My Christmas Tree Ornaments, My Scrapbook
Unpacking Christmas ornaments provided the opportunity to share precious memories from the past
There's been a run on Christmas trees this year. So, fearing scarcity, when Stan called to say he would be driving over in a little while, I asked him if he would mind picking up a Christmas tree along on the way.
"Not exactly my area of expertise. Should I bring my mother's Menorah?" he said, half kidding.
"Sure," I said, not kidding at all.
Stan and I have been together for more than two years now, yet as I waited for him to arrive, I thought about how much we'd already lived before we met, and therefore how much we still don't know about one another.
I'm grateful to have them because they are as much portals as things — ways into moments that never have failed to be evocative.
We never met one another's parents, and his son, Steffen, lives in Denmark.
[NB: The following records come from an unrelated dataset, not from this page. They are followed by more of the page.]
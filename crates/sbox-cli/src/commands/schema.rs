use sbox_core::entities::Suggestion;
use sbox_core::responses::{DeleteResponse, FeedResponse, SessionResponse, SuggestionStats};
use schemars::schema_for;

use crate::cli::GlobalFlags;
use crate::cli::root_commands::{SchemaArgs, SchemaType};
use crate::output::output;

/// Handle `sbox schema`.
pub fn handle(args: &SchemaArgs, flags: &GlobalFlags) -> anyhow::Result<()> {
    let schema = match args.type_name {
        SchemaType::Suggestion => schema_for!(Suggestion),
        SchemaType::Feed => schema_for!(FeedResponse),
        SchemaType::Stats => schema_for!(SuggestionStats),
        SchemaType::Session => schema_for!(SessionResponse),
        SchemaType::Delete => schema_for!(DeleteResponse),
    };
    output(&schema, flags.format)
}
//! Suggestion ID type and normalization.
//!
//! IDs are creation timestamps in milliseconds since the Unix epoch. Legacy
//! data sometimes carries them as JSON strings; they are normalized to an
//! integer at the deserialization boundary and compared exactly afterwards.

use std::fmt;
use std::str::FromStr;

use schemars::JsonSchema;
use serde::{Deserialize, Deserializer, Serialize};

use crate::errors::CoreError;
use crate::lenient::RawMillis;

/// Unique, never-reused identifier of a suggestion.
#[derive(
    Debug, Clone, Copy, Default, PartialEq, Eq, PartialOrd, Ord, Hash, Serialize, JsonSchema,
)]
#[serde(transparent)]
pub struct SuggestionId(i64);

impl SuggestionId {
    #[must_use]
    pub const fn new(raw: i64) -> Self {
        Self(raw)
    }

    #[must_use]
    pub const fn get(self) -> i64 {
        self.0
    }

    /// The smallest ID strictly greater than this one.
    #[must_use]
    pub const fn next(self) -> Self {
        Self(self.0.saturating_add(1))
    }
}

impl fmt::Display for SuggestionId {
    fn fmt(&self, f: &mut fmt::Formatter<'_>) -> fmt::Result {
        write!(f, "{}", self.0)
    }
}

impl From<i64> for SuggestionId {
    fn from(raw: i64) -> Self {
        Self(raw)
    }
}

impl FromStr for SuggestionId {
    type Err = CoreError;

    fn from_str(s: &str) -> Result<Self, Self::Err> {
        s.trim()
            .parse::<i64>()
            .map(Self)
            .map_err(|e| CoreError::Validation(format!("invalid suggestion id '{s}': {e}")))
    }
}

impl<'de> Deserialize<'de> for SuggestionId {
    fn deserialize<D: Deserializer<'de>>(deserializer: D) -> Result<Self, D::Error> {
        RawMillis::deserialize(deserializer)?
            .whole()
            .map(Self)
            .ok_or_else(|| {
                serde::de::Error::custom("suggestion id must be a whole number or numeric string")
            })
    }
}
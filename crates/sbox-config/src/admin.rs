//! Admin session settings.

use serde::{Deserialize, Serialize};

const fn default_session_ttl_hours() -> u64 {
    24
}

#[derive(Debug, Clone, Deserialize, Serialize)]
pub struct AdminConfig {
    /// Hours after login before the admin session expires.
    #[serde(default = "default_session_ttl_hours")]
    pub session_ttl_hours: u64,
}

impl Default for AdminConfig {
    fn default() -> Self {
        Self {
            session_ttl_hours: default_session_ttl_hours(),
        }
    }
}

impl AdminConfig {
    /// Session lifetime in milliseconds.
    #[must_use]
    pub const fn session_ttl_ms(&self) -> i64 {
        #[allow(clippy::cast_possible_wrap)]
        let hours = self.session_ttl_hours as i64;
        hours.saturating_mul(60 * 60 * 1000)
    }
}
//! # sbox-config
//!
//! Layered configuration loading for the suggestion box using figment.
//!
//! Configuration sources (in priority order, highest wins):
//! 1. Environment variables (`SBOX_*` prefix, `__` as separator)
//! 2. Project-level `.sbox/config.toml`
//! 3. User-level `~/.config/sbox/config.toml`
//! 4. Built-in defaults
//!
//! # Environment Variable Mapping
//!
//! Figment maps `SBOX_STORAGE__PATH` -> `storage.path`,
//! `SBOX_FEED__PUBLIC_LIMIT` -> `feed.public_limit`, etc.
//!
//! # Usage
//!
//! ```no_run
//! use sbox_config::SboxConfig;
//!
//! let config = SboxConfig::load_with_dotenv().expect("config");
//! println!("store: {}", config.storage.path);
//! ```

mod admin;
mod error;
mod feed;
mod storage;

pub use admin::AdminConfig;
pub use error::ConfigError;
pub use feed::FeedConfig;
pub use storage::{DEFAULT_CANONICAL_KEY, DEFAULT_LEGACY_PATTERN, StorageConfig};

use figment::{
    Figment,
    providers::{Env, Format, Serialized, Toml},
};
use serde::{Deserialize, Serialize};
use std::path::PathBuf;

#[derive(Debug, Clone, Default, Deserialize, Serialize)]
pub struct SboxConfig {
    #[serde(default)]
    pub storage: StorageConfig,
    #[serde(default)]
    pub feed: FeedConfig,
    #[serde(default)]
    pub admin: AdminConfig,
}

impl SboxConfig {
    /// Load configuration from all sources (TOML files + environment variables).
    ///
    /// Does NOT call `dotenvy`; use [`Self::load_with_dotenv`] for `.env` support.
    ///
    /// # Errors
    ///
    /// Returns `ConfigError` when a source fails to parse or a value is invalid.
    pub fn load() -> Result<Self, ConfigError> {
        Self::from_figment(&Self::figment())
    }

    /// Load configuration after reading `.env` from the current directory.
    ///
    /// # Errors
    ///
    /// Returns `ConfigError` when a source fails to parse or a value is invalid.
    pub fn load_with_dotenv() -> Result<Self, ConfigError> {
        let _ = dotenvy::dotenv();
        Self::load()
    }

    /// Extract and validate a config from an arbitrary figment.
    ///
    /// # Errors
    ///
    /// Returns `ConfigError` when extraction or validation fails.
    pub fn from_figment(figment: &Figment) -> Result<Self, ConfigError> {
        let config: Self = figment.extract()?;
        config.validate()?;
        Ok(config)
    }

    /// Build the figment provider chain.
    ///
    /// Public so tests can layer additional providers on top.
    #[must_use]
    pub fn figment() -> Figment {
        let mut figment = Figment::from(Serialized::defaults(Self::default()));

        if let Some(global_path) = Self::global_config_path() {
            if global_path.exists() {
                figment = figment.merge(Toml::file(global_path));
            }
        }

        let local_path = PathBuf::from(".sbox/config.toml");
        if local_path.exists() {
            figment = figment.merge(Toml::file(local_path));
        }

        figment.merge(Env::prefixed("SBOX_").split("__"))
    }

    /// Reject values that would make the store unusable.
    ///
    /// # Errors
    ///
    /// Returns `ConfigError::InvalidValue` naming the offending field.
    pub fn validate(&self) -> Result<(), ConfigError> {
        self.storage.validate()?;
        if self.feed.public_limit == 0 {
            return Err(ConfigError::InvalidValue {
                field: "feed.public_limit".into(),
                reason: "must be at least 1".into(),
            });
        }
        if self.feed.max_chars == 0 {
            return Err(ConfigError::InvalidValue {
                field: "feed.max_chars".into(),
                reason: "must be at least 1".into(),
            });
        }
        if self.admin.session_ttl_hours == 0 {
            return Err(ConfigError::InvalidValue {
                field: "admin.session_ttl_hours".into(),
                reason: "must be at least 1".into(),
            });
        }
        Ok(())
    }

    fn global_config_path() -> Option<PathBuf> {
        dirs::config_dir().map(|p| p.join("sbox").join("config.toml"))
    }
}
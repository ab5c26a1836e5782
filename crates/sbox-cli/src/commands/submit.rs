use sbox_core::entities::{DEFAULT_DEPARTMENT, DEFAULT_TAG};

use crate::cli::GlobalFlags;
use crate::cli::root_commands::SubmitArgs;
use crate::commands::shared::parse::truncate_chars;
use crate::context::AppContext;
use crate::output::output;

/// Handle `sbox submit`.
pub fn handle(args: &SubmitArgs, ctx: &mut AppContext, flags: &GlobalFlags) -> anyhow::Result<()> {
    let max_chars = ctx.config.feed.max_chars;
    let (text, truncated) = truncate_chars(&args.text, max_chars);
    if truncated {
        tracing::warn!(max_chars, "suggestion text truncated");
    }

    let suggestion = ctx.repo.create(
        args.department.as_deref().unwrap_or(DEFAULT_DEPARTMENT),
        args.tag.as_deref().unwrap_or(DEFAULT_TAG),
        &text,
    )?;

    output(&suggestion, flags.format)
}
Travel between the two countries isn't exactly brisk, so I still have no idea what father and son look like when they stand shoulder-to-shoulder.
Stan knows my Brooklyn son, Paul, pretty well, As for meeting my Seattle people (my son, Gabe, and his girlfriend), Stan met them when we flew west this summer, and now they'll be coming east.
By the time Stan arrived with a Christmas tree, I had set up the stand and was looking through the ornaments. Except my ornaments are not really ornamental.
Actually my ornaments are an essential part of what I guess is my living scrapbook of sorts — items that prompt me to remember the brightest and most benign moments in my story, my family's story and my friendships.
The Memories Behind My Ornaments
And yet all of them are so incidental and so mundane that if we weren't decorating the tree together, I might never have thought to share them with Stan. I'm grateful to have them because they are as much portals as things — ways into moments that never have failed to be evocative.
I keep them all in a wooden box that once held three bottles of Italian wine.
"What's this?" said Stan, before I explained, as he opened the box and fished out a wrinkled paper gift tag. "It doesn't look like a Christmas ornament. Should I toss it?"
"No!" I said. The gift tag, I explained, had long ago been attached to the wooden wine box it now lay in, a Christmas gift from my friend, Cynthia, who had done the toast at my wedding in 1978.
It was addressed to me and my husband, the red ink now faded. "Happy Everything!" it said. "Love, Cynthia." It was undated, and even though my husband and I later divorced, every year, year after year, I had hung it on my Christmas tree because it was still part of the family story.
That gift tag was not the oldest ornament, either, I told Stan, picking out a small wax Santa Claus with a hook atop red his stocking cap. It was a memento from my childhood. Santa's legs had somehow melted away, and the paint on one of his blue eyes was gone, making him look like he was winking.
A Wax Santa and A Rocking Horse
Around the edges of that waxen figure, I told Stan, I could still see the corner of my childhood living room, where the tree always stood, the bookshelf to its right, and the carved elephant table my father brought back from North Africa after World War II.
"That elephant table?" said Stan pointing to the one in the foyer.
"Yeah, that one."
Once my first son, Paul, was born, my mother was a regular presence when we decorated the tree. For Paul's first Christmas, she arrived with a rocking horse ornament, imprinted with the year 1982. That year, and every year after that, I explained to Stan, it has been the first ornament to go on the tree.
And so it has gone, with even the absent ornaments telling a story. Every year of my sons' childhoods, we would get a new ornament from a street vendor — one imprinted with the year, with either "Paul" or "Gabe" painted on it.
One year when Gabe was an adolescent, all the "Gabe" ornaments suddenly went missing. No one — and I wasn't going to mention any names here, I warned Stan - -has ever admitted anything, but it was always my surmise that the last thing an adolescent boy wanted were a dozen sentimental reminders of his childhood publicly festooned on a Christmas tree by his mother.
By the time we plugged in the Christmas tree lights, I had shared with Stan stories I might otherwise never have mentioned.
By the time we plugged in the Christmas tree lights, I had shared with Stan stories I might otherwise never have mentioned. In fact, these were experiences I had never really said aloud to anyone because I hadn't before felt the need or desire to.
Stan isn't sentimental (he hadn't brought his mother's Menorah which didn't surprise me), but sentiment moves him, and I could see it in his eyes. And he, too, had stories to tell about his mother's potato latkes.
The Christmas tree vendor near where I buy groceries told me today that Christmas tree sales are still brisk, for trees large and small. And why not? We welcome brightness -- the Christmas tree lights or Menorah candles -- in our homes and the light of memories we can always find our way to.